Pac-12 Championship: Stanford vs. Arizona State
What’s at stake?
The Pac-12 Championship is on the line when No. 7 Stanford (10-2, 7-2 Pac-12) travels to Tempe to face the No. 11 ranked Arizona State (10-2, 8-1) in a rematch of a regular-season game. In the September 21 contest, the Cardinal jumped out to a 29-0 lead at half, holding on at the end 42-28. Stanford looks for its second consecutive Rose Bowl appearance. The Sun Devils haven’t been to the “Granddaddy of them all” since 1997, but are 7-0 at home this year.
Ice for Grice
Marion Grice, the famed senior running back, is officially out (leg) for the Pac-12 matchup, and will be replaced by sophomore D.J. Foster. In the regular-season matchup against Stanford, Grice was held to 50 yards on 17 carries with a touchdown, but on the year he leads the Sun Devils in carries, yards and touchdowns. Foster is slightly smaller than Grice, and is shifty in space -- al-a Shane Vereen with the Patriots. Foster is second on the team with 54 receptions. Don’t sleep on his rushing ability. Last week against Arizona, Foster ran for 124 yards on 23 rushes.
No Surprise here
When Stanford lines up on offense, they generally run the ball – averaging 42 rushes per game to just 23 passes. Running back Tyler Gaffney leads the team in rushing -- and No. 8 in the nation -- with 1485 rushing yards, along with a team-high 18 total touchdowns. Stanford will employ jumbo packages where they split an extra tackle or guard – last week it was All-American David Yankey – out as an extra tight end. Stanford ranks No. 26 in the nation in total rushing yards per game with 208.5. Arizona State, led by defensive tackle Will Sutton, is No. 27 defending the ground game, allowing 133.8 yards per contest.
Fast pace devil offense
The Sun Devils have averaged 44 points per game over their current seven-game win streak, that includes wins against ranked opponents UCLA and Washington. The Pac-12 South champions will utilize three and four wide receiver sets in their spread-based offense, counting on quarterback Taylor Kelly to make quick decisions passing and running – Kelly is second on the team with 437 rush yards. Overall the redshirt junior quarterback has played well, but he has been susceptible to interceptions, throwing at least one pick in eight of the team’s 11 games against FBS opponents.

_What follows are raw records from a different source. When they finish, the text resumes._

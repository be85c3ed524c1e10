mod certs;
mod client_crypto;
mod crypto_source;
mod embedded;
mod error;
mod server_crypto;

#[allow(unused_imports)]
mod log {
  pub(super) use tracing::{debug, error, info, warn};
}

use rustls::crypto::{aws_lc_rs, CryptoProvider};
use std::sync::Arc;

/* ------------------------------------------------ */
pub use crate::{
  certs::{CertsKeys, IdentitySummary},
  client_crypto::ClientCredentials,
  crypto_source::{CredentialSource, EmbeddedSource, PemSource, PemSourceBuilder, PemSourceBuilderError},
  embedded::{CERT_PEM, EXPECTED_SERVER_NAME, KEY_PEM},
  error::CredError,
  server_crypto::ServerCredentials,
};

pub mod reexports {
  pub use rustls;
  pub use tokio_rustls::{TlsAcceptor, TlsConnector};
}

/* ------------------------------------------------ */
// Constants
/// ALPN protocol id advertised by both sides, gRPC runs over HTTP/2
pub const ALPN_H2: &[u8] = b"h2";

/* ------------------------------------------------ */
/// Server credentials presenting the embedded certificate and key
pub fn server_credentials() -> Result<ServerCredentials, CredError> {
  ServerCredentials::from_source(&EmbeddedSource)
}

/// Client credentials trusting the embedded certificate and pinned to [`EXPECTED_SERVER_NAME`]
pub fn client_credentials() -> Result<ClientCredentials, CredError> {
  ClientCredentials::from_source(&EmbeddedSource)
}

/// Process default crypto provider. Installs aws_lc_rs as default for rustls when none is installed yet.
pub(crate) fn crypto_provider() -> Arc<CryptoProvider> {
  if let Some(provider) = CryptoProvider::get_default() {
    return provider.clone();
  }
  // Losing a race against another installer is fine, the winner is used
  let _ = CryptoProvider::install_default(aws_lc_rs::default_provider());
  CryptoProvider::get_default()
    .cloned()
    .unwrap_or_else(|| Arc::new(aws_lc_rs::default_provider()))
}
//! agent-chat - terminal client for a streaming chat API
//!
//! Plain lines are sent as messages. Commands: `/clear`, `/dismiss`,
//! `/once <text>` (non-streaming request), `/quit`.

use agent_chat::runtime::{SendOutcome, SessionClosed, SessionHandle, SessionRuntime};
use agent_chat::state_machine::{Author, SessionState, TurnId};
use agent_chat::transport::{ChatTransport, HttpTransport, LoggingTransport};
use agent_chat::ClientConfig;
use std::io::Write;
use std::sync::Arc;
use tokio::io::{AsyncBufReadExt, BufReader};
use tokio_stream::wrappers::WatchStream;
use tokio_stream::StreamExt;
use tracing_subscriber::{layer::SubscriberExt, util::SubscriberInitExt};

#[derive(Debug, PartialEq, Eq)]
enum Command {
    Send(String),
    Once(String),
    Clear,
    Dismiss,
    Quit,
    Nothing,
}

fn parse_command(line: &str) -> Command {
    let line = line.trim();
    match line {
        "" => Command::Nothing,
        "/quit" | "/exit" => Command::Quit,
        "/clear" => Command::Clear,
        "/dismiss" => Command::Dismiss,
        _ => match line.strip_prefix("/once") {
            Some(rest) if rest.is_empty() || rest.starts_with(char::is_whitespace) => {
                Command::Once(rest.trim().to_string())
            }
            _ => Command::Send(line.to_string()),
        },
    }
}

/// Incremental state for the assistant turn being printed
struct Progress {
    turn_id: TurnId,
    printed: usize,
    mode_shown: bool,
}

/// Writes a reply to the terminal as it grows, by diffing snapshots
#[derive(Default)]
struct TranscriptPrinter {
    current: Option<Progress>,
    last_error: Option<String>,
}

impl TranscriptPrinter {
    fn follow(&mut self, turn_id: TurnId) {
        self.current = Some(Progress {
            turn_id,
            printed: 0,
            mode_shown: false,
        });
    }

    fn render(&mut self, state: &SessionState, out: &mut impl Write) -> std::io::Result<()> {
        if let Some(progress) = self.current.as_mut() {
            match state.turn(&progress.turn_id) {
                Some(turn) => {
                    if !progress.mode_shown {
                        if let Some(mode) = &turn.mode {
                            if progress.printed == 0 {
                                writeln!(out, "[{mode}]")?;
                            }
                            progress.mode_shown = true;
                        }
                    }
                    if let Some(fresh) = turn.text.get(progress.printed..) {
                        write!(out, "{fresh}")?;
                        progress.printed = turn.text.len();
                    }
                    if !turn.in_progress {
                        writeln!(out)?;
                        for (i, citation) in turn.citations.iter().flatten().enumerate() {
                            write!(out, "  [{}] {}", i + 1, citation.title)?;
                            if let Some(file) = &citation.file_reference {
                                write!(out, " ({file})")?;
                            }
                            writeln!(out)?;
                        }
                        self.current = None;
                    }
                }
                None => {
                    // Removed by an error or a clear
                    if progress.printed > 0 {
                        writeln!(out)?;
                    }
                    self.current = None;
                }
            }
        }

        if state.last_error != self.last_error {
            if let Some(error) = &state.last_error {
                writeln!(out, "error: {error}")?;
            }
            self.last_error.clone_from(&state.last_error);
        }

        out.flush()
    }
}

async fn follow_reply(
    session: &SessionHandle,
    printer: &mut TranscriptPrinter,
) -> Result<(), Box<dyn std::error::Error>> {
    let snapshot = session.snapshot();
    if let Some(turn) = snapshot.turns.last().filter(|t| t.author == Author::Assistant) {
        printer.follow(turn.id.clone());
    }

    let mut stdout = std::io::stdout();
    let mut updates = WatchStream::new(session.subscribe());
    while let Some(state) = updates.next().await {
        printer.render(&state, &mut stdout)?;
        if !state.busy {
            return Ok(());
        }
    }
    Err(SessionClosed.into())
}

#[tokio::main]
async fn main() -> Result<(), Box<dyn std::error::Error>> {
    tracing_subscriber::registry()
        .with(
            tracing_subscriber::EnvFilter::try_from_default_env()
                .unwrap_or_else(|_| "agent_chat=info".into()),
        )
        .with(
            tracing_subscriber::fmt::layer()
                .json()
                .with_current_span(false)
                .with_span_list(false)
                .with_writer(std::io::stderr),
        )
        .init();

    let config = ClientConfig::from_env()?;
    tracing::info!(
        api_url = %config.api_url,
        idle_timeout_secs = ?config.idle_timeout.map(|d| d.as_secs()),
        "Starting agent-chat"
    );

    let http: Arc<dyn ChatTransport> = Arc::new(HttpTransport::new(&config)?);
    let transport: Arc<dyn ChatTransport> = Arc::new(LoggingTransport::new(http));
    let session = SessionRuntime::spawn(Arc::clone(&transport), config.idle_timeout);

    let mut printer = TranscriptPrinter::default();
    let mut lines = BufReader::new(tokio::io::stdin()).lines();

    while let Some(line) = lines.next_line().await? {
        match parse_command(&line) {
            Command::Nothing => {}
            Command::Quit => break,
            Command::Clear => {
                session.clear().await?;
                printer = TranscriptPrinter::default();
                println!("(conversation cleared)");
            }
            Command::Dismiss => {
                session.dismiss_error().await?;
                printer.last_error = None;
            }
            Command::Once(text) => match transport.complete(&text).await {
                Ok(reply) => println!("{reply}"),
                Err(e) => println!("error: {e}"),
            },
            Command::Send(text) => match session.send(text).await? {
                SendOutcome::Accepted => follow_reply(&session, &mut printer).await?,
                SendOutcome::Ignored => println!("(ignored: a reply is still streaming)"),
            },
        }
    }

    tracing::info!("Exiting agent-chat");
    Ok(())
}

The Cardinal defense has been dominant this year, limiting opponents to a mere 19 points per game -- No. 12 in the country. The defense is led by two linebackers Shayne Skov and Trent Murphy. Skov leads the team with 91 tackles and will be essential in slowing down the Devil offense. Up front, the Cardinal defense bodes two massive defensive ends – Henry Anderson and Josh Mauro – both of whom help limit opponents to 87.3 rush yards a game, good for the third least in America.
Matchup: Finkenberg vs. Murphy
The Stanford linebacker struggled last week against future NFL lineman Zack Martin, with just two tackles. Prior to last week no one has slowed the senior, as he leads all of FBS football with 13 sacks. Finkenberg, a senior, has been a four-year starter for the Sun Devils at right guard and now left tackle. The former high school baseball standout is athletic and well-versed in blocking top-tier pass rushers – previously facing J.J. Watt, Cameron Jordan, Dion Jordan among others. Earlier this week Finkenberg was voted First Team All-Pac-12 by the conference's coaches.
Matchup: Montgomery vs. ASU secondary
The 6-foot-two, 215-pound Ty Montgomery has been the go-to playmaker for the Stanford offense in 2013. The receiver leads the team with 53 receptions, 868 yards and nine touchdowns which includes a five catch, 160 yard, five touchdown performance in the “Big Game”. In his previous contest versus Arizona State, Montgomery had four receptions for 62 yards and two touchdowns. The Sun Devil secondary will look to stop the standout junior on Saturday. Arizona State limits opponents to 217.2 passing yards a game and just 6.75 yards per attempt.